WHAT YOU NEED TO DO: Using the data below, copy out all lines with the word "called".

[Collected data]
^^^^^^^^^^^^^^^^

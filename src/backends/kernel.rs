use anyhow::anyhow;
use parking_lot::Mutex;
use std::panic::{catch_unwind, AssertUnwindSafe};
use tracing::{debug, error, info_span, warn};

use crate::{
    any::{Instance, TypeInfo},
    backend::ResolutionBackend,
    cache::{Cache, Resolved, ResolvedSet},
    config::{Lifetime, Ownership},
    errors::{DFSErrorKind, DisposalAnomaly, InstantiatorErrorKind, ResolveErrorKind, VerifyErrorKind},
    finalizer::BoxedFinalizer,
    registry::{Registration, Registry},
    resolver::Resolver,
    scope::ScopeId,
};

/// Resolution machinery shared by the registry-driven backends.
///
/// The kernel owns the frozen registry and the singleton cache; each backend decides
/// where the scoped cache of a scope lives and passes it in.
pub(crate) struct Kernel {
    registry: Registry,
    singletons: Mutex<Cache>,
    root_scope_id: ScopeId,
    backend: &'static str,
}

impl Kernel {
    #[inline]
    #[must_use]
    pub(crate) fn new(registry: Registry, backend: &'static str) -> Self {
        Self {
            registry,
            singletons: Mutex::new(Cache::new()),
            root_scope_id: ScopeId::next(),
            backend,
        }
    }

    /// Identifier of the kernel itself. Scopes remember it to reject handles of another backend.
    #[inline]
    #[must_use]
    pub(crate) const fn id(&self) -> ScopeId {
        self.root_scope_id
    }

    #[inline]
    #[must_use]
    pub(crate) const fn registry(&self) -> &Registry {
        &self.registry
    }

    pub(crate) fn resolve(
        &self,
        scoped: &Mutex<Cache>,
        scope_id: ScopeId,
        type_info: TypeInfo,
        parent: Option<&Resolver<'_>>,
    ) -> Result<Instance, ResolveErrorKind> {
        let span = info_span!("resolve", backend = self.backend, dependency = type_info.name, scope = %scope_id);
        let _guard = span.enter();

        let Some(Registration {
            instantiator,
            finalizer,
            config,
        }) = self.registry.get(&type_info)
        else {
            let err = ResolveErrorKind::UnregisteredType { type_info };
            error!("{}", err);
            return Err(err);
        };

        if let Some(parent) = parent {
            if parent.is_constructing(&type_info) {
                let path = parent.path();
                let err = ResolveErrorKind::Cycle(DFSErrorKind::CyclicDependency {
                    graph: (type_info, path.into_iter().skip_while(|step| *step != type_info).skip(1).chain([type_info]).collect()),
                });
                error!("{}", err);
                return Err(err);
            }
            if config.ownership == Ownership::Backend && config.lifetime == Lifetime::Scoped {
                if let Some(dependent) = parent.singleton_owner() {
                    let err = ResolveErrorKind::CaptiveDependency {
                        dependent,
                        dependent_lifetime: Lifetime::Singleton,
                        dependency: type_info,
                        dependency_lifetime: Lifetime::Scoped,
                    };
                    error!("{}", err);
                    return Err(err);
                }
            }
        }

        let cache = match (config.ownership, config.lifetime) {
            (Ownership::Host, _) | (_, Lifetime::Transient) => None,
            (Ownership::Backend, Lifetime::Singleton) => Some(&self.singletons),
            (Ownership::Backend, Lifetime::Scoped) => Some(scoped),
        };

        if let Some(cache) = cache {
            let guard = cache.lock();
            if guard.is_closed() {
                error!("Scope isn't active");
                return Err(ResolveErrorKind::NoActiveScope);
            }
            if let Some(instance) = guard.get(&type_info) {
                debug!("Found in cache");
                return Ok(instance);
            }
            debug!("Not found in cache");
        }

        let resolver = Resolver {
            kernel: self,
            scoped,
            scope_id,
            type_info,
            lifetime: config.lifetime,
            parent,
        };
        let instance = match instantiator.instantiate(&resolver) {
            Ok(instance) => instance,
            Err(InstantiatorErrorKind::Deps(err)) => {
                error!("{}", err);
                return Err(ResolveErrorKind::Instantiator(InstantiatorErrorKind::Deps(Box::new(err))));
            }
            Err(InstantiatorErrorKind::Factory(err)) => {
                error!("{}", err);
                return Err(ResolveErrorKind::Instantiator(InstantiatorErrorKind::Factory(err)));
            }
        };

        if let Some(cache) = cache {
            let mut guard = cache.lock();
            // The scope ended while the factory was running; nothing will finalize the instance later.
            if guard.is_closed() {
                drop(guard);
                warn!("Scope ended while resolving");
                if let Some(finalizer) = finalizer {
                    self.call_finalizer(finalizer, type_info, instance, scope_id);
                }
                return Err(ResolveErrorKind::NoActiveScope);
            }
            // Another flow of the same scope may have finished first; its instance wins.
            if let Some(instance) = guard.get(&type_info) {
                debug!("Resolved concurrently, cached instance kept");
                return Ok(instance);
            }
            guard.insert(type_info, instance.clone());
            debug!("Cached");
            if finalizer.is_some() {
                guard.push_resolved(Resolved {
                    type_info,
                    dependency: instance.clone(),
                });
                debug!("Pushed to resolved set");
            }
        }

        Ok(instance)
    }

    /// Closes the scoped `cache` and calls finalizers of everything resolved into it in LIFO order.
    ///
    /// Instances resolved into the cache after this call are finalized right away.
    /// Failures and panics are logged as [`DisposalAnomaly`] and don't stop the teardown.
    pub(crate) fn finalize(&self, cache: &Mutex<Cache>, scope_id: ScopeId) {
        let resolved_set = cache.lock().close();
        self.finalize_resolved(resolved_set, scope_id);
    }

    fn finalize_resolved(&self, mut resolved_set: ResolvedSet, scope_id: ScopeId) {
        while let Some(Resolved { type_info, dependency }) = resolved_set.pop() {
            let Some(finalizer) = self.registry.get(&type_info).and_then(|registration| registration.finalizer.as_ref()) else {
                continue;
            };
            self.call_finalizer(finalizer, type_info, dependency, scope_id);
        }
    }

    fn call_finalizer(&self, finalizer: &BoxedFinalizer, type_info: TypeInfo, dependency: Instance, scope_id: ScopeId) {
        let result = match catch_unwind(AssertUnwindSafe(|| finalizer.finalize(dependency))) {
            Ok(result) => result,
            Err(payload) => {
                let message = payload
                    .downcast_ref::<&str>()
                    .copied()
                    .or_else(|| payload.downcast_ref::<String>().map(String::as_str))
                    .unwrap_or("Box<dyn Any>");
                Err(anyhow!("panicked: {message}"))
            }
        };

        match result {
            Ok(()) => debug!(scope = %scope_id, dependency = type_info.name, "Finalizer called"),
            Err(source) => {
                let anomaly = DisposalAnomaly {
                    scope_id,
                    type_info,
                    source,
                };
                error!(backend = self.backend, "{}", anomaly);
            }
        }
    }

    /// Calls finalizers of resolved singletons.
    ///
    /// Can be called multiple times: only singletons resolved since the last call are finalized.
    pub(crate) fn close(&self) {
        let resolved_set = self.singletons.lock().drain();
        self.finalize_resolved(resolved_set, self.root_scope_id);
        debug!(backend = self.backend, "Singletons finalized");
    }

    /// Resolves every backend-owned registration in a throwaway scope of `backend`.
    pub(crate) fn verify(&self, backend: &dyn ResolutionBackend) -> Result<(), VerifyErrorKind> {
        let scope = backend.begin_scope().map_err(VerifyErrorKind::Scope)?;

        let result = self
            .registry
            .iter()
            .filter(|(_, registration)| registration.config.ownership == Ownership::Backend)
            .try_for_each(|(type_info, _)| {
                backend.resolve(&scope, *type_info).map(drop).map_err(|source| VerifyErrorKind::Resolve {
                    type_info: *type_info,
                    source,
                })
            });

        backend.end_scope(&scope);
        match &result {
            Ok(()) => debug!(backend = self.backend, registrations = self.registry.len(), "Verified"),
            Err(err) => error!(backend = self.backend, "{}", err),
        }
        result
    }
}

impl Drop for Kernel {
    fn drop(&mut self) {
        self.close();
        debug!(backend = self.backend, "Kernel closed on drop");
    }
}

^^^^^^^^^^^^^^^^

WORKED SOLUTION:
            Ok(()) => debug!(scope = %scope_id, dependency = type_info.name, "Finalizer called"),
    /// Can be called multiple times: only singletons resolved since the last call are finalized.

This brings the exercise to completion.